Other than that, roll on the tenth anniversary. I'm excpecting something special for that one, guys!

Saturday, August 1, 2020

The Magic Position

It's that time of year again! Blaugust, right? Oh, wait, no, we did that already back in April, didn't we?

Belghast, Monitor of the Blogosphere, seeing the world was troubled, in need of distraction from its fears, seeking solace for its pain, brought the timelines forward so we could enjoy summer in spring. Blaugust became Blapril and the weather obediently followed his lead (or it did where I live, anyway).

The Great Re-arrangement left a yawning gap where Blaugust once was but Belghast moved swiftly, binding the tattered ties together with a new creation he named Promptapalooza. All through August denizens of the blogosphere will come together in harmony for a game of pass the post, each blogger having their say then handing on a new idea to the next.

All are encouraged to join in as and when the spirit moves them. Kinda reminds me of my childhood, sitting in the Quaker meeting room, waiting for inspiration to prompt someone to stand up, break the silence and speak. Only a lot less boring.

I was all ready to go when August began but then the starting pistol sounded on the last day of July because of course it did. I mean, Blapril began in March. What was I thinking?

It was totally my fault I missed the first day. I even have the Google docs spreadsheet with the dates (I'm up on the seventeenth). There it is in black and white

Okay, that's reeeeally tiny but trust me, it says the opening post is by Bel on the thirty-first of July.

It's okay, though. I never planned to hit every beat. That would mean either an entire month of posting about topics I didn't choose while not posting anything I normally would have posted (never going to happen) or double-posting most days for the whole of August (would fricken' finish me!) .
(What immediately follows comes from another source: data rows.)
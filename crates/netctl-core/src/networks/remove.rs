//! Batch network removal.
//!
//! Identifiers are handled one at a time, in order. A failure on one
//! identifier is recorded and the batch moves on; the caller gets every
//! failure at the end as a single [`BatchError`].

use std::io::Write;

use tracing::{info, warn};

use super::errors::{BatchError, FailedOperation};
use super::gateway::NetworkGateway;
use super::types::RemovalOutcome;
use crate::prompt::ConfirmationPrompt;

pub const INGRESS_WARNING: &str = "WARNING! Before removing the routing-mesh network, \
    make sure all the nodes in your swarm run the same docker engine version. \
    Otherwise, removal may not be effective and functionality of newly create \
    ingress networks will be impaired.\nAre you sure you want to continue?";

/// Remove every network in `names`.
///
/// Protected (ingress) networks are only removed after `prompt` consents;
/// a declined prompt skips the network silently. Each removed identifier is
/// written to `out` on its own line, as given.
///
/// # Errors
///
/// Returns a [`BatchError`] holding every lookup and removal failure, in the
/// order they occurred, once all identifiers have been processed.
pub fn remove_networks<G, P, W>(
    gateway: &G,
    prompt: &mut P,
    out: &mut W,
    names: &[String],
) -> Result<(), BatchError>
where
    G: NetworkGateway + ?Sized,
    P: ConfirmationPrompt + ?Sized,
    W: Write + ?Sized,
{
    info!(event = "core.network.remove_batch_started", count = names.len());

    let mut failures: Vec<FailedOperation> = Vec::new();
    let mut removed = 0usize;
    let mut skipped = 0usize;

    for name in names {
        match remove_one(gateway, prompt, name) {
            RemovalOutcome::Removed => {
                removed += 1;
                if let Err(e) = writeln!(out, "{}", name) {
                    warn!(
                        event = "core.network.remove_output_failed",
                        name = name.as_str(),
                        error = %e
                    );
                }
            }
            RemovalOutcome::Skipped => {
                skipped += 1;
                info!(event = "core.network.remove_skipped", name = name.as_str());
            }
            RemovalOutcome::Failed(error) => {
                warn!(
                    event = "core.network.remove_failed",
                    name = name.as_str(),
                    error = %error
                );
                failures.push(FailedOperation {
                    name: name.clone(),
                    error,
                });
            }
        }
    }

    info!(
        event = "core.network.remove_batch_completed",
        removed = removed,
        skipped = skipped,
        failed = failures.len()
    );

    BatchError::from_failures(failures)
}

fn remove_one<G, P>(gateway: &G, prompt: &mut P, name: &str) -> RemovalOutcome
where
    G: NetworkGateway + ?Sized,
    P: ConfirmationPrompt + ?Sized,
{
    let network = match gateway.inspect(name) {
        Ok(network) => network,
        Err(e) => return RemovalOutcome::Failed(e),
    };

    if network.is_protected() && !prompt.confirm(INGRESS_WARNING) {
        return RemovalOutcome::Skipped;
    }

    match gateway.remove(name) {
        Ok(()) => RemovalOutcome::Removed,
        Err(e) => RemovalOutcome::Failed(e),
    }
}
use std::error::Error;

/// Base trait for all application errors
pub trait NetctlError: Error + Send + Sync + 'static {
    /// Error code for programmatic handling
    fn error_code(&self) -> &'static str;

    /// Whether this error should be logged as an error or warning
    fn is_user_error(&self) -> bool {
        false
    }
}

/// Common result type for the application
pub type NetctlResult<T> = Result<T, Box<dyn NetctlError>>;

#[derive(Debug, thiserror::Error)]
pub enum ConfigError {
    #[error("Failed to read config file '{path}': {source}")]
    ConfigReadError {
        path: String,
        #[source]
        source: std::io::Error,
    },

    #[error("Failed to parse config file '{path}': {message}")]
    ConfigParseError { path: String, message: String },

    #[error("Invalid configuration: {message}")]
    InvalidConfiguration { message: String },
}

impl ConfigError {
    /// Whether this error only means the config file does not exist.
    pub fn is_not_found(&self) -> bool {
        matches!(
            self,
            ConfigError::ConfigReadError { source, .. }
                if source.kind() == std::io::ErrorKind::NotFound
        )
    }
}

impl NetctlError for ConfigError {
    fn error_code(&self) -> &'static str {
        match self {
            ConfigError::ConfigReadError { .. } => "CONFIG_READ_ERROR",
            ConfigError::ConfigParseError { .. } => "CONFIG_PARSE_ERROR",
            ConfigError::InvalidConfiguration { .. } => "INVALID_CONFIGURATION",
        }
    }

    fn is_user_error(&self) -> bool {
        matches!(
            self,
            ConfigError::ConfigParseError { .. } | ConfigError::InvalidConfiguration { .. }
        )
    }
}
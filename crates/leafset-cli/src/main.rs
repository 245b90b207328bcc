// SPDX-License-Identifier: Apache-2.0
// Copyright © 2025 Au-Zone Technologies. All Rights Reserved.

use clap::{Parser, Subcommand};
use indicatif::{ProgressBar, ProgressStyle};
use leafset::{Error, PipelineOptions, TableFormat, reattach_files};
use std::path::PathBuf;

#[derive(Parser, Debug, Clone)]
#[command(author, version, about, long_about = None)]
struct Args {
    /// Leafset Command
    #[command(subcommand)]
    cmd: Command,
}

#[derive(Subcommand, PartialEq, Clone, Debug)]
enum Command {
    /// Build every dataset configuration from a folder-per-class image corpus
    /// and a directory of leaf registry tables.
    Build {
        /// Root of the image corpus, one `<plant>___<disease>` directory per
        /// class.
        dataset: PathBuf,

        /// Directory holding the leaf registry CSV tables.
        leaf_maps: PathBuf,

        /// Output directory for the generated configurations.
        #[clap(long, env = "LEAFSET_OUTPUT", default_value = "all_parquet_configs")]
        output: PathBuf,

        /// JPEG quality used when re-encoding images.
        #[clap(
            long,
            env = "LEAFSET_JPEG_QUALITY",
            default_value_t = 75,
            value_parser = clap::value_parser!(u8).range(1..=100)
        )]
        quality: u8,

        /// Also save the canonical table, without images, to this path.  The
        /// format follows the extension (csv, parquet or arrow).
        #[clap(long)]
        metadata: Option<PathBuf>,

        /// Comma separated targets of the all-plants subset
        /// [default: plant_disease,disease_binary]
        #[clap(long, value_delimiter = ',')]
        all_targets: Option<Vec<String>>,

        /// Comma separated targets of every per-plant subset
        /// [default: disease,disease_binary]
        #[clap(long, value_delimiter = ',')]
        plant_targets: Option<Vec<String>>,
    },
    /// Join externally computed embeddings back onto a saved metadata table,
    /// aligning rows by position.
    Reattach {
        /// Metadata table (csv, parquet or arrow).
        metadata: PathBuf,

        /// Embedding table (csv, parquet or arrow).
        embedded: PathBuf,

        /// Format of the combined table: parquet, csv or arrow.
        #[clap(long, default_value = "parquet")]
        format: String,
    },
}

fn progress_bar() -> ProgressBar {
    let bar = ProgressBar::new(0);
    bar.set_style(
        ProgressStyle::with_template(
            "[{elapsed_precise} ETA: {eta}] {msg}: {wide_bar:.yellow} {human_pos}/{human_len}",
        )
        .unwrap_or_else(|_| ProgressStyle::default_bar())
        .progress_chars("█▇▆▅▄▃▂▁  "),
    );
    bar.set_message("Encoding");
    bar
}

fn handle_build(options: PipelineOptions) -> Result<(), Error> {
    let bar = progress_bar();

    let summary = leafset::run(&options, |progress| {
        if progress.total > 0 {
            bar.set_length(progress.total as u64);
            bar.set_position(progress.current as u64);
        }
    })?;
    bar.finish_and_clear();

    log::info!(
        "{} images extracted, {} kept after plant filtering, {} associated with a leaf",
        summary.extracted,
        summary.retained,
        summary.normalized
    );

    for config in &summary.configs {
        println!(
            "{}: {} rows, {} classes ({})",
            config.name,
            config.rows,
            config.classes,
            config.dir.display()
        );
    }
    println!(
        "Wrote {} configurations to {}",
        summary.configs.len(),
        options.output.display()
    );

    Ok(())
}

fn handle_reattach(metadata: PathBuf, embedded: PathBuf, format: String) -> Result<(), Error> {
    let format: TableFormat = format.parse()?;
    let summary = reattach_files(&metadata, &embedded, format)?;
    println!(
        "Wrote {} ({} rows, {} columns)",
        summary.output.display(),
        summary.rows,
        summary.columns
    );
    Ok(())
}

fn main() -> Result<(), Error> {
    env_logger::Builder::from_env(env_logger::Env::default().default_filter_or("info")).init();

    let args = Args::parse();

    match args.cmd {
        Command::Build {
            dataset,
            leaf_maps,
            output,
            quality,
            metadata,
            all_targets,
            plant_targets,
        } => {
            let mut options = PipelineOptions::new(dataset, leaf_maps)
                .with_output(output)
                .with_jpeg_quality(quality)
                .with_metadata(metadata);
            if let Some(targets) = all_targets {
                options = options.with_all_plants_targets(targets);
            }
            if let Some(targets) = plant_targets {
                options = options.with_plant_targets(targets);
            }
            handle_build(options)
        }
        Command::Reattach {
            metadata,
            embedded,
            format,
        } => handle_reattach(metadata, embedded, format),
    }
}
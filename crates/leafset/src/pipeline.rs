// SPDX-License-Identifier: Apache-2.0
// Copyright © 2025 Au-Zone Technologies. All Rights Reserved.

//! End-to-end dataset curation.
//!
//! Stages run strictly one after another, each fully materializing its table
//! before the next starts:
//!
//! ```text
//! extract_labels ─► retain_multi_class_plants ─► load_leaf_registry ─►
//! normalize ─► materialize ─► FanoutWriter::write_all
//! ```

use std::path::{Path, PathBuf};

use crate::{
    ConfigArtifacts, Error, FanoutWriter, ImageCodec, JpegCodec, NormalizedRecord, Progress,
    TargetColumn,
    fanout::{ALL_PLANTS_TARGETS, DEFAULT_OUTPUT_DIR, PLANT_TARGETS},
    labels::extract_labels,
    materialize::materialize,
    normalize::{metadata_dataframe, normalize, retain_multi_class_plants},
    registry::load_leaf_registry,
    table::{TableFormat, write_table},
};

/// Inputs and settings of one pipeline run.
#[derive(Debug, Clone, PartialEq, Eq)]
pub struct PipelineOptions {
    /// Root of the folder-per-class image corpus.
    pub dataset: PathBuf,
    /// Directory of leaf registry tables.
    pub leaf_maps: PathBuf,
    /// Root directory of the generated configurations.
    pub output: PathBuf,
    /// Quality of the JPEG re-encoding.
    pub jpeg_quality: u8,
    /// Optional destination of the canonical table, without images.
    pub metadata: Option<PathBuf>,
    /// Targets of the all-plants subset.
    pub all_plants_targets: Vec<String>,
    /// Targets of every per-plant subset.
    pub plant_targets: Vec<String>,
}

impl PipelineOptions {
    pub fn new<P: Into<PathBuf>, Q: Into<PathBuf>>(dataset: P, leaf_maps: Q) -> Self {
        Self {
            dataset: dataset.into(),
            leaf_maps: leaf_maps.into(),
            output: PathBuf::from(DEFAULT_OUTPUT_DIR),
            jpeg_quality: JpegCodec::DEFAULT_QUALITY,
            metadata: None,
            all_plants_targets: target_names(ALL_PLANTS_TARGETS),
            plant_targets: target_names(PLANT_TARGETS),
        }
    }

    pub fn with_output<P: Into<PathBuf>>(mut self, output: P) -> Self {
        self.output = output.into();
        self
    }

    pub fn with_jpeg_quality(mut self, quality: u8) -> Self {
        self.jpeg_quality = quality;
        self
    }

    pub fn with_metadata<P: Into<PathBuf>>(mut self, metadata: Option<P>) -> Self {
        self.metadata = metadata.map(Into::into);
        self
    }

    pub fn with_all_plants_targets(mut self, targets: Vec<String>) -> Self {
        self.all_plants_targets = targets;
        self
    }

    pub fn with_plant_targets(mut self, targets: Vec<String>) -> Self {
        self.plant_targets = targets;
        self
    }
}

fn target_names(targets: &[TargetColumn]) -> Vec<String> {
    targets.iter().map(|t| t.name().to_owned()).collect()
}

/// Row counts after each stage and the configurations written.
#[derive(Debug, Clone, Default, PartialEq, Eq)]
pub struct PipelineSummary {
    pub extracted: usize,
    pub retained: usize,
    pub normalized: usize,
    pub materialized: usize,
    pub configs: Vec<ConfigArtifacts>,
}

/// Run the pipeline with the default JPEG codec.
pub fn run<F>(options: &PipelineOptions, progress: F) -> Result<PipelineSummary, Error>
where
    F: FnMut(Progress),
{
    let codec = JpegCodec::new(options.jpeg_quality);
    run_with_codec(options, &codec, progress)
}

/// Run the pipeline, re-encoding images with `codec`.
///
/// Target names are validated before any image is touched.
pub fn run_with_codec<C, F>(
    options: &PipelineOptions,
    codec: &C,
    progress: F,
) -> Result<PipelineSummary, Error>
where
    C: ImageCodec + ?Sized,
    F: FnMut(Progress),
{
    let all_plants_targets = TargetColumn::parse_list(&options.all_plants_targets)?;
    let plant_targets = TargetColumn::parse_list(&options.plant_targets)?;

    let images = extract_labels(&options.dataset)?;
    let extracted = images.len();
    log::info!("Found {} images in {:?}", extracted, options.dataset);

    let images = retain_multi_class_plants(images);
    let retained = images.len();

    let registry = load_leaf_registry(&options.leaf_maps)?;
    let normalized = normalize(&images, &registry)?;
    log::info!("{} images associated with a leaf", normalized.len());

    if let Some(path) = &options.metadata {
        write_metadata(&normalized, path)?;
    }

    let normalized_count = normalized.len();
    let materialized = materialize(normalized, &options.dataset, codec, progress)?;

    let configs = FanoutWriter::new(&options.output).write_all(
        &materialized,
        &all_plants_targets,
        &plant_targets,
    )?;

    Ok(PipelineSummary {
        extracted,
        retained,
        normalized: normalized_count,
        materialized: materialized.len(),
        configs,
    })
}

fn write_metadata(records: &[NormalizedRecord], path: &Path) -> Result<(), Error> {
    let format = TableFormat::from_path(path)?;
    let mut df = metadata_dataframe(records)?;
    write_table(&mut df, path, format)?;
    log::info!("Created {:?}", path);
    Ok(())
}

#[cfg(test)]
mod tests {
    use super::*;

    #[test]
    fn test_options_defaults() {
        let options = PipelineOptions::new("dataset", "leaf-maps");
        assert_eq!(options.output, PathBuf::from("all_parquet_configs"));
        assert_eq!(options.jpeg_quality, 75);
        assert_eq!(options.all_plants_targets, ["plant_disease", "disease_binary"]);
        assert_eq!(options.plant_targets, ["disease", "disease_binary"]);
        assert!(options.metadata.is_none());
    }

    #[test]
    fn test_unknown_target_fails_before_extraction() {
        let options = PipelineOptions::new("/nonexistent/dataset", "/nonexistent/maps")
            .with_plant_targets(vec!["severity".to_owned()]);
        let result = run(&options, |_| {});
        assert!(matches!(result, Err(Error::MissingColumn(_))));
    }
}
I plan on picking and choosing. Posting in response to the prompts that interest me or anything that sparks a reaction. Also on using the prompts shamelessly to take the strain on days when I'm out of ideas, of course!

Yesterday's prompt, "If you could change anything about one of your core fandoms, what would it be?", I most likely wouldn't have responded to anyway. I'm not sure I have any fandoms, core or otherwise. I was most definitely an active member of UK comics fandom from the late 1970s to the early '90s, to the point that people I'd never met knew who I was (yes, I know these days that applies to everyone in the entire world but it was kinda not the normal run of things back then) but since that ended I don't think I've identified as being part of any fandom as such.

I'm a fan of a lot of things but being a fan and being part of a fandom are entirely separate states of being. It's well-documented on this blog that I have very serious issues with the concept of being a "gamer". Spending your entire life playing games isn't enough to qualify for that tag in my book, or not necessarily.

To be part of a fandom you have to contribute, not just consume, but conversely, contributing doesn't predicate membership of a fandom. I self-evidently "contribute" to blogging but I don't consider blogging to be a fandom. I think of it more as a craft or a hobby.

See, this is why I wanted to avoid this particular topic. The moment I read it I knew I'd get completely tangled up in definitions long before I ever got to say anything about the substance of the question. Let's shelve that one and move on.

The topic for the first of August itself is infinitely more straightforward: "What is some popular piece of content/media that seems to be universally loved that you have never been able to understand?". Bel assigned that one to Dragonray, who addresses it with what seems to me like an eminently reasonable and well-argued rant against Game of Thrones.

I say "seems" because the problem I have here is that I've neither read nor watched Game of Thrones. Oh, I can tell you the titles of all the books because I've put them on the shelves a thousand times. I've just never bothered to open the cover and look inside.

I read George R.R. Martin's Hugo and Nebula award-winning SF/Horror novelette "Sandkings" back in the early 1980s and it repulsed me so viscerally I swore I'd never read another word he wrote, a promise to myself I've found no difficulty in keeping. Of course, I can't stand turgid, time-wasting 500+ page fantasy potboilers either, so that helps.

I could come up with a list as long as one of George R.R.'s dramatis personae of popular media content I've avoided because I believe I wouldn't enjoy it but what seems more interesting to me are the things that I have consumed and enjoyed, things I would consider to be merely ordinary but which have become major global phenomena and cultural juggernauts.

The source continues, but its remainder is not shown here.